**Items from a data source**.
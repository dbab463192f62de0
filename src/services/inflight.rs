//! Stale-response protection for type-ahead requests.
//!
//! Each request registers under `(client, kind)` and gets a generation number.
//! Registering again for the same key supersedes the earlier request; when the
//! earlier one completes, [`Ticket::finish`] turns its result into
//! [`AppError::Superseded`] so a slow response never replaces a fresher one.

use std::collections::HashMap;
use std::sync::atomic::{AtomicU64, Ordering};
use std::sync::{Arc, Mutex, MutexGuard};

use uuid::Uuid;

use crate::error::{AppError, AppResult};

/// Semantic identity of a request, together with the client id
#[derive(Debug, Clone, Copy, PartialEq, Eq, Hash)]
pub enum RequestKind {
    HeaderSearch,
    ListSearch,
    Recommendation,
}

type Key = (Uuid, RequestKind);

#[derive(Default)]
struct Generations {
    next: AtomicU64,
    current: Mutex<HashMap<Key, u64>>,
}

impl Generations {
    fn current(&self) -> MutexGuard<'_, HashMap<Key, u64>> {
        // The map holds plain integers, so a poisoned lock is still consistent
        self.current
            .lock()
            .unwrap_or_else(|poisoned| poisoned.into_inner())
    }
}

#[derive(Clone, Default)]
pub struct InFlight {
    generations: Arc<Generations>,
}

/// Registration of one in-flight request. Dropping it, finished or not,
/// releases its key unless a newer request took the key over.
pub struct Ticket {
    key: Key,
    generation: u64,
    generations: Arc<Generations>,
}

impl InFlight {
    pub fn new() -> Self {
        Self::default()
    }

    /// Registers a request, superseding any earlier one with the same key
    pub fn begin(&self, client_id: Uuid, kind: RequestKind) -> Ticket {
        let generation = self.generations.next.fetch_add(1, Ordering::Relaxed) + 1;
        let key = (client_id, kind);
        self.generations.current().insert(key, generation);

        Ticket {
            key,
            generation,
            generations: Arc::clone(&self.generations),
        }
    }

    /// Number of keys with a request outstanding
    pub fn pending(&self) -> usize {
        self.generations.current().len()
    }
}

impl Ticket {
    pub fn is_current(&self) -> bool {
        self.generations.current().get(&self.key) == Some(&self.generation)
    }

    /// Passes `result` through if this is still the newest request for its key
    pub fn finish<T>(self, result: AppResult<T>) -> AppResult<T> {
        if !self.is_current() {
            tracing::debug!(kind = ?self.key.1, "Discarding superseded response");
            return Err(AppError::Superseded);
        }
        result
    }
}

impl Drop for Ticket {
    fn drop(&mut self) {
        let mut current = self.generations.current();
        if current.get(&self.key) == Some(&self.generation) {
            current.remove(&self.key);
        }
    }
}

#[cfg(test)]
mod tests {
    use super::*;

    #[test]
    fn test_latest_request_wins() {
        let inflight = InFlight::new();
        let client = Uuid::new_v4();

        let first = inflight.begin(client, RequestKind::HeaderSearch);
        let second = inflight.begin(client, RequestKind::HeaderSearch);

        assert!(!first.is_current());
        assert!(matches!(first.finish(Ok(1)), Err(AppError::Superseded)));
        assert_eq!(second.finish(Ok(2)).unwrap(), 2);
        assert_eq!(inflight.pending(), 0);
    }

    #[test]
    fn test_finished_key_does_not_revive_old_ticket() {
        let inflight = InFlight::new();
        let client = Uuid::new_v4();

        let stale = inflight.begin(client, RequestKind::ListSearch);
        let fresh = inflight.begin(client, RequestKind::ListSearch);
        fresh.finish(Ok(())).unwrap();

        let _next = inflight.begin(client, RequestKind::ListSearch);
        assert!(matches!(stale.finish(Ok(())), Err(AppError::Superseded)));
    }

    #[test]
    fn test_keys_are_independent() {
        let inflight = InFlight::new();
        let client = Uuid::new_v4();
        let other = Uuid::new_v4();

        let search = inflight.begin(client, RequestKind::HeaderSearch);
        let _ai = inflight.begin(client, RequestKind::Recommendation);
        let _other_search = inflight.begin(other, RequestKind::HeaderSearch);

        assert!(search.is_current());
    }

    #[test]
    fn test_abandoned_ticket_releases_its_key() {
        let inflight = InFlight::new();
        let client = Uuid::new_v4();

        let ticket = inflight.begin(client, RequestKind::Recommendation);
        assert_eq!(inflight.pending(), 1);
        drop(ticket);
        assert_eq!(inflight.pending(), 0);
    }

    #[test]
    fn test_dropped_stale_ticket_keeps_newer_registration() {
        let inflight = InFlight::new();
        let client = Uuid::new_v4();

        let stale = inflight.begin(client, RequestKind::HeaderSearch);
        let fresh = inflight.begin(client, RequestKind::HeaderSearch);
        drop(stale);

        assert_eq!(inflight.pending(), 1);
        assert!(fresh.is_current());
    }

    #[tokio::test]
    async fn test_cancelled_request_releases_its_key() {
        let inflight = InFlight::new();
        let client = Uuid::new_v4();

        let request = {
            let inflight = inflight.clone();
            async move {
                let ticket = inflight.begin(client, RequestKind::ListSearch);
                std::future::pending::<()>().await;
                ticket.finish(Ok(()))
            }
        };
        let timed_out =
            tokio::time::timeout(std::time::Duration::from_millis(10), request).await;

        assert!(timed_out.is_err());
        assert_eq!(inflight.pending(), 0);
    }

    #[test]
    fn test_current_ticket_passes_errors_through() {
        let inflight = InFlight::new();
        let ticket = inflight.begin(Uuid::new_v4(), RequestKind::HeaderSearch);
        let result: AppResult<()> = ticket.finish(Err(AppError::RateLimited("x".into())));
        assert!(matches!(result, Err(AppError::RateLimited(_))));
    }
}
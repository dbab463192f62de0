//! Screen view models.
//!
//! Each screen is a pure function from fetched data and the viewer's session
//! to a serializable model that also lists the actions the viewer may take.
//! Handlers do the fetching; nothing in here performs I/O.

use serde::Serialize;

use crate::models::{poster_url, MediaType, Title};

pub mod account;
pub mod ai;
pub mod home;
pub mod lists;
pub mod search;
pub mod title;
pub mod top_rated;

/// Shown wherever a score or date is missing
pub const NOT_AVAILABLE: &str = "N/A";

/// Compact title tile used by feeds, grids and search results
#[derive(Debug, Clone, Serialize, PartialEq)]
pub struct TitleCard {
    pub id: u64,
    pub media_type: MediaType,
    pub title: String,
    pub poster_url: Option<String>,
    pub year: Option<i32>,
    pub rating: String,
    /// Front-end route of the detail screen
    pub link: String,
}

impl From<&Title> for TitleCard {
    fn from(title: &Title) -> Self {
        TitleCard {
            id: title.id,
            media_type: title.media_type,
            title: title.title.clone(),
            poster_url: title.poster_path.as_deref().map(poster_url),
            year: title.release_year(),
            rating: format_vote(title.vote_average),
            link: title_link(title.media_type, title.id),
        }
    }
}

pub fn title_link(media_type: MediaType, tmdb_id: u64) -> String {
    format!("/{}/{}", media_type, tmdb_id)
}

/// Vote average with one decimal
pub fn format_vote(vote: Option<f64>) -> String {
    match vote {
        Some(v) => format!("{:.1}", v),
        None => NOT_AVAILABLE.to_string(),
    }
}

/// First `limit` titles as cards
pub fn cards(titles: &[Title], limit: usize) -> Vec<TitleCard> {
    titles.iter().take(limit).map(TitleCard::from).collect()
}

**Directions**. Pull out each record as written and restate it exactly.

**Worked solution**.
repository dbab463192f62de0
filename src/services/inflight.rs
//! Stale-response protection for type-ahead requests.
//!
//! Each request registers under `(client, kind)` and gets a generation number.
//! Registering again for the same key supersedes the earlier request; when the
//! earlier one completes, [`Ticket::finish`] turns its result into
//! [`AppError::Superseded`] so a slow response never replaces a fresher one.

use std::collections::HashMap;
use std::sync::atomic::{AtomicU64, Ordering};
use std::sync::{Arc, Mutex, MutexGuard};

use uuid::Uuid;

use crate::error::{AppError, AppResult};

/// Semantic identity of a request, together with the client id
#[derive(Debug, Clone, Copy, PartialEq, Eq, Hash)]
pub enum RequestKind {
    HeaderSearch,
    ListSearch,
    Recommendation,
}

type Key = (Uuid, RequestKind);

#[derive(Default)]
struct Generations {
    next: AtomicU64,
    current: Mutex<HashMap<Key, u64>>,
}

impl Generations {
    fn current(&self) -> MutexGuard<'_, HashMap<Key, u64>> {
        // The map holds plain integers, so a poisoned lock is still consistent
        self.current
            .lock()
            .unwrap_or_else(|poisoned| poisoned.into_inner())
    }
}

#[derive(Clone, Default)]
pub struct InFlight {
    generations: Arc<Generations>,
}

/// Registration of one in-flight request. Dropping it, finished or not,
/// releases its key unless a newer request took the key over.
pub struct Ticket {
    key: Key,
    generation: u64,
    generations: Arc<Generations>,
}

impl InFlight {
    pub fn new() -> Self {
        Self::default()
    }

    /// Registers a request, superseding any earlier one with the same key
    pub fn begin(&self, client_id: Uuid, kind: RequestKind) -> Ticket {
        let generation = self.generations.next.fetch_add(1, Ordering::Relaxed) + 1;
        let key = (client_id, kind);
        self.generations.current().insert(key, generation);

        Ticket {
            key,
            generation,
            generations: Arc::clone(&self.generations),
        }
    }

    /// Number of keys with a request outstanding
    pub fn pending(&self) -> usize {
        self.generations.current().len()
    }
}

impl Ticket {
    pub fn is_current(&self) -> bool {
        self.generations.current().get(&self.key) == Some(&self.generation)
    }

    /// Passes `result` through if this is still the newest request for its key
    pub fn finish<T>(self, result: AppResult<T>) -> AppResult<T> {
        if !self.is_current() {
            tracing::debug!(kind = ?self.key.1, "Discarding superseded response");
            return Err(AppError::Superseded);
        }
        result
    }
}

impl Drop for Ticket {
    fn drop(&mut self) {
        let mut current = self.generations.current();
        if current.get(&self.key) == Some(&self.generation) {
            current.remove(&self.key);
        }
    }
}

#[cfg(test)]
mod tests {
    use super::*;

    #[test]
    fn test_latest_request_wins() {
        let inflight = InFlight::new();
        let client = Uuid::new_v4();

        let first = inflight.begin(client, RequestKind::HeaderSearch);
        let second = inflight.begin(client, RequestKind::HeaderSearch);

        assert!(!first.is_current());
        assert!(matches!(first.finish(Ok(1)), Err(AppError::Superseded)));
        assert_eq!(second.finish(Ok(2)).unwrap(), 2);
        assert_eq!(inflight.pending(), 0);
    }

    #[test]
    fn test_finished_key_does_not_revive_old_ticket() {
        let inflight = InFlight::new();
        let client = Uuid::new_v4();

        let stale = inflight.begin(client, RequestKind::ListSearch);
        let fresh = inflight.begin(client, RequestKind::ListSearch);
        fresh.finish(Ok(())).unwrap();

        let _next = inflight.begin(client, RequestKind::ListSearch);
        assert!(matches!(stale.finish(Ok(())), Err(AppError::Superseded)));
    }

    #[test]
    fn test_keys_are_independent() {
        let inflight = InFlight::new();
        let client = Uuid::new_v4();
        let other = Uuid::new_v4();

        let search = inflight.begin(client, RequestKind::HeaderSearch);
        let _ai = inflight.begin(client, RequestKind::Recommendation);
        let _other_search = inflight.begin(other, RequestKind::HeaderSearch);

        assert!(search.is_current());
    }

    #[test]
    fn test_abandoned_ticket_releases_its_key() {
        let inflight = InFlight::new();
        let client = Uuid::new_v4();

        let ticket = inflight.begin(client, RequestKind::Recommendation);
        assert_eq!(inflight.pending(), 1);
        drop(ticket);
        assert_eq!(inflight.pending(), 0);
    }

    #[test]
    fn test_dropped_stale_ticket_keeps_newer_registration() {
        let inflight = InFlight::new();
        let client = Uuid::new_v4();

        let stale = inflight.begin(client, RequestKind::HeaderSearch);
        let fresh = inflight.begin(client, RequestKind::HeaderSearch);
        drop(stale);

        assert_eq!(inflight.pending(), 1);
        assert!(fresh.is_current());
    }

    #[tokio::test]
    async fn test_cancelled_request_releases_its_key() {
        let inflight = InFlight::new();
        let client = Uuid::new_v4();

        let request = {
            let inflight = inflight.clone();
            async move {
                let ticket = inflight.begin(client, RequestKind::ListSearch);
                std::future::pending::<()>().await;
                ticket.finish(Ok(()))
            }
        };
        let timed_out =
            tokio::time::timeout(std::time::Duration::from_millis(10), request).await;

        assert!(timed_out.is_err());
        assert_eq!(inflight.pending(), 0);
    }

    #[test]
    fn test_current_ticket_passes_errors_through() {
        let inflight = InFlight::new();
        let ticket = inflight.begin(Uuid::new_v4(), RequestKind::HeaderSearch);
        let result: AppResult<()> = ticket.finish(Err(AppError::RateLimited("x".into())));
        assert!(matches!(result, Err(AppError::RateLimited(_))));
    }
}
repository dbab463192f62de0
//! Screen view models.
//!
//! Each screen is a pure function from fetched data and the viewer's session
//! to a serializable model that also lists the actions the viewer may take.
//! Handlers do the fetching; nothing in here performs I/O.

use serde::Serialize;

use crate::models::{poster_url, MediaType, Title};

pub mod account;
pub mod ai;
pub mod home;
pub mod lists;
pub mod search;
pub mod title;
pub mod top_rated;

/// Shown wherever a score or date is missing
pub const NOT_AVAILABLE: &str = "N/A";

/// Compact title tile used by feeds, grids and search results
#[derive(Debug, Clone, Serialize, PartialEq)]
pub struct TitleCard {
    pub id: u64,
    pub media_type: MediaType,
    pub title: String,
    pub poster_url: Option<String>,
    pub year: Option<i32>,
    pub rating: String,
    /// Front-end route of the detail screen
    pub link: String,
}

impl From<&Title> for TitleCard {
    fn from(title: &Title) -> Self {
        TitleCard {
            id: title.id,
            media_type: title.media_type,
            title: title.title.clone(),
            poster_url: title.poster_path.as_deref().map(poster_url),
            year: title.release_year(),
            rating: format_vote(title.vote_average),
            link: title_link(title.media_type, title.id),
        }
    }
}

pub fn title_link(media_type: MediaType, tmdb_id: u64) -> String {
    format!("/{}/{}", media_type, tmdb_id)
}

/// Vote average with one decimal
pub fn format_vote(vote: Option<f64>) -> String {
    match vote {
        Some(v) => format!("{:.1}", v),
        None => NOT_AVAILABLE.to_string(),
    }
}

/// First `limit` titles as cards
pub fn cards(titles: &[Title], limit: usize) -> Vec<TitleCard> {
    titles.iter().take(limit).map(TitleCard::from).collect()
}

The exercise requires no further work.